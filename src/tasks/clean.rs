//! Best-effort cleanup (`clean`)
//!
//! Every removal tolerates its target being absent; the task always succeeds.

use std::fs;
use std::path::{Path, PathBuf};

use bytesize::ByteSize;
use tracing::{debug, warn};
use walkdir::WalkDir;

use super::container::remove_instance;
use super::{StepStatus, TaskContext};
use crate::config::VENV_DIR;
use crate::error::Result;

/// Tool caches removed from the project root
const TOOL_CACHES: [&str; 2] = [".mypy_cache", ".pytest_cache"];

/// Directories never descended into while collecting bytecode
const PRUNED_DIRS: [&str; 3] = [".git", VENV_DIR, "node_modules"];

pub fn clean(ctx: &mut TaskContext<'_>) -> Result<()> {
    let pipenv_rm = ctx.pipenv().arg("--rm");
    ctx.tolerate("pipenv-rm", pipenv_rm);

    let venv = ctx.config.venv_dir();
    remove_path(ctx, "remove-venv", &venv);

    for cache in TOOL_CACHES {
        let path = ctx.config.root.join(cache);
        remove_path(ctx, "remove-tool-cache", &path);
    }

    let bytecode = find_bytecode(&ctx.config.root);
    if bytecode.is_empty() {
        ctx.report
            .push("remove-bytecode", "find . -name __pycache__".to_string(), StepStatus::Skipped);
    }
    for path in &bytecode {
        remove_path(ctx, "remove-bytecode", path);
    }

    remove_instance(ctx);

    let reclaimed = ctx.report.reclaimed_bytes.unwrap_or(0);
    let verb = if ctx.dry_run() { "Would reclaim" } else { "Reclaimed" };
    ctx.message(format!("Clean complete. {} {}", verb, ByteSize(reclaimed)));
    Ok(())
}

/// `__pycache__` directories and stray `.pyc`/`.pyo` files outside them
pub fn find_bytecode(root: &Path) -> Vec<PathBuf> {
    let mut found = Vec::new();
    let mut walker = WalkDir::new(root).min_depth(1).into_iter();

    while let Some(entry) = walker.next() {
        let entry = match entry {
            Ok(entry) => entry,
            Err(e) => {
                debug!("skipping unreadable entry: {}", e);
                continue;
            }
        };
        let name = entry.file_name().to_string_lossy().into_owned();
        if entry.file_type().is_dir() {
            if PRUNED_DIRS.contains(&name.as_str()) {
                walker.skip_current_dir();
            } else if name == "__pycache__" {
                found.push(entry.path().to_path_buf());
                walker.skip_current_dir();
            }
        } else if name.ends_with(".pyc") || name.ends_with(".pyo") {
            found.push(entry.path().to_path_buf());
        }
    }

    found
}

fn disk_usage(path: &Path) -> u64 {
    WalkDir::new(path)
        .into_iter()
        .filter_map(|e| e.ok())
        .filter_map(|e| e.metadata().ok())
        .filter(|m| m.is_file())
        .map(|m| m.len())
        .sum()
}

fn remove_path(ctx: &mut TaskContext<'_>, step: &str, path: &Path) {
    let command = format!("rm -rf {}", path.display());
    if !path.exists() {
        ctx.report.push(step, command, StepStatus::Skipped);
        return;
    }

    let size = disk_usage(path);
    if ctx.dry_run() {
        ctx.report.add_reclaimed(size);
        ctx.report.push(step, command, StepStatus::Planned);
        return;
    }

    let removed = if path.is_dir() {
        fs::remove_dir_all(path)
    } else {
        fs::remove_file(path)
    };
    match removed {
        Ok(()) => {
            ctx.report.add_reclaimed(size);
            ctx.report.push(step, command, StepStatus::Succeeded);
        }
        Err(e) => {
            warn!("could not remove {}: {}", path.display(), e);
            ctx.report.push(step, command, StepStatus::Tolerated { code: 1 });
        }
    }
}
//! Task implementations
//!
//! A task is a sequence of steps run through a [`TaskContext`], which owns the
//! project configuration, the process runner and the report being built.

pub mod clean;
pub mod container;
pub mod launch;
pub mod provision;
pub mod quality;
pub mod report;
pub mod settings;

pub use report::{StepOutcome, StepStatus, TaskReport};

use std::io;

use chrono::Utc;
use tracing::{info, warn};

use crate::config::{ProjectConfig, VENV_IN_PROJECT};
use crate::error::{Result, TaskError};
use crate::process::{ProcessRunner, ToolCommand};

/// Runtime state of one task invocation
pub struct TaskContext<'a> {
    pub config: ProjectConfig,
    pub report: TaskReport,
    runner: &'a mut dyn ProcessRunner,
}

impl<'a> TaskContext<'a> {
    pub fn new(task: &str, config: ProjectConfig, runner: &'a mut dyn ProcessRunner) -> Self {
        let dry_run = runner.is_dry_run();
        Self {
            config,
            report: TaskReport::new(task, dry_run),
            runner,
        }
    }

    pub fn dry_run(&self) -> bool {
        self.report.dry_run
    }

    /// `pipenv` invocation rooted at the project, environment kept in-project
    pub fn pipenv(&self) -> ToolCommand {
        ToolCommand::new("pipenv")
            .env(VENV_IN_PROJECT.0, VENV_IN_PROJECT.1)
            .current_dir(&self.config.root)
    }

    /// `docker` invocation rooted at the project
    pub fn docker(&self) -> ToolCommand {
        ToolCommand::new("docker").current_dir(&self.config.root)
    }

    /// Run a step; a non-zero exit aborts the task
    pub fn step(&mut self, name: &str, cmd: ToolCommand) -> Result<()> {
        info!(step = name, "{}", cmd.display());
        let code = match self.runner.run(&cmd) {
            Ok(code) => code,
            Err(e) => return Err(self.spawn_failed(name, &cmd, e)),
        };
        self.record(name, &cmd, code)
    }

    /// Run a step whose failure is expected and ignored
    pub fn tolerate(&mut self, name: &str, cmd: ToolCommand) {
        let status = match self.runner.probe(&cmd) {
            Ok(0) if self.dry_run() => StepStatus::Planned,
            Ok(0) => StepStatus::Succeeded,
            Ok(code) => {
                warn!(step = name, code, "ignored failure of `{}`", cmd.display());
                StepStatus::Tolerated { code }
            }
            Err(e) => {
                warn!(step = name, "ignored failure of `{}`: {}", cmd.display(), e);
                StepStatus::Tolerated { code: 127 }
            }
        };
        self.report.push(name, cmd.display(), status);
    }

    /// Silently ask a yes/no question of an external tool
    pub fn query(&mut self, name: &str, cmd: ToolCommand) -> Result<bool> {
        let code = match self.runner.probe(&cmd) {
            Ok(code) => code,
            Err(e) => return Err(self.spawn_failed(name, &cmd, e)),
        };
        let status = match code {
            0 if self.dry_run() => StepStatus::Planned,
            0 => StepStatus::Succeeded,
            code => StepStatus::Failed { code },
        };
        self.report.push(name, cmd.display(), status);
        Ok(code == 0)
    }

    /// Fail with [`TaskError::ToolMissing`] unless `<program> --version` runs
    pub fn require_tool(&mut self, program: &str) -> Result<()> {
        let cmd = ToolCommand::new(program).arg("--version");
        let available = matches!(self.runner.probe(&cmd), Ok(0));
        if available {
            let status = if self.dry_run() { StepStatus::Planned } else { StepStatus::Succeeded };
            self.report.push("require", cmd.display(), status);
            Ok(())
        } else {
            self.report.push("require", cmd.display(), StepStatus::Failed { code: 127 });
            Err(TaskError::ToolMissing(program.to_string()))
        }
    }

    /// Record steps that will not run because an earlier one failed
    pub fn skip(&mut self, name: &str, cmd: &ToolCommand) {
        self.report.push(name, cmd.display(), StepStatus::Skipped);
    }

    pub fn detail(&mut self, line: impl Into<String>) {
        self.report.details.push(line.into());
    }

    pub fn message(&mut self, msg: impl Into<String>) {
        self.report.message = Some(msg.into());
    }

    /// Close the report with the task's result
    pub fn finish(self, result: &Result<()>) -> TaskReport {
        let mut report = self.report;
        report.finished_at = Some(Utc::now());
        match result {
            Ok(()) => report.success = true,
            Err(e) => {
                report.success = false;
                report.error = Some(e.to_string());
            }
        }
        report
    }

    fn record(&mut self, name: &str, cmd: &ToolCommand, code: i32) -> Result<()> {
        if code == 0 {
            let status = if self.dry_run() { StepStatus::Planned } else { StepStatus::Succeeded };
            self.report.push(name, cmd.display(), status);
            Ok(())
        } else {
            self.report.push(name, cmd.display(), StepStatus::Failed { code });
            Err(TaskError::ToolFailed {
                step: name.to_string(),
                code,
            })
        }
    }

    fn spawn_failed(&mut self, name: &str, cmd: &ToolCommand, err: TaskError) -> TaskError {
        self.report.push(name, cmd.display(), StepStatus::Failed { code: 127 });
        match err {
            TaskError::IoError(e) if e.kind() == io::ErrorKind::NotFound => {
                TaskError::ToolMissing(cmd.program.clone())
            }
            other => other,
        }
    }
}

_ACTION ITEM_:
In how many lines of the records does the string "bool" occur? Answer with the number alone.

_EXERCISE ANSWER_:
2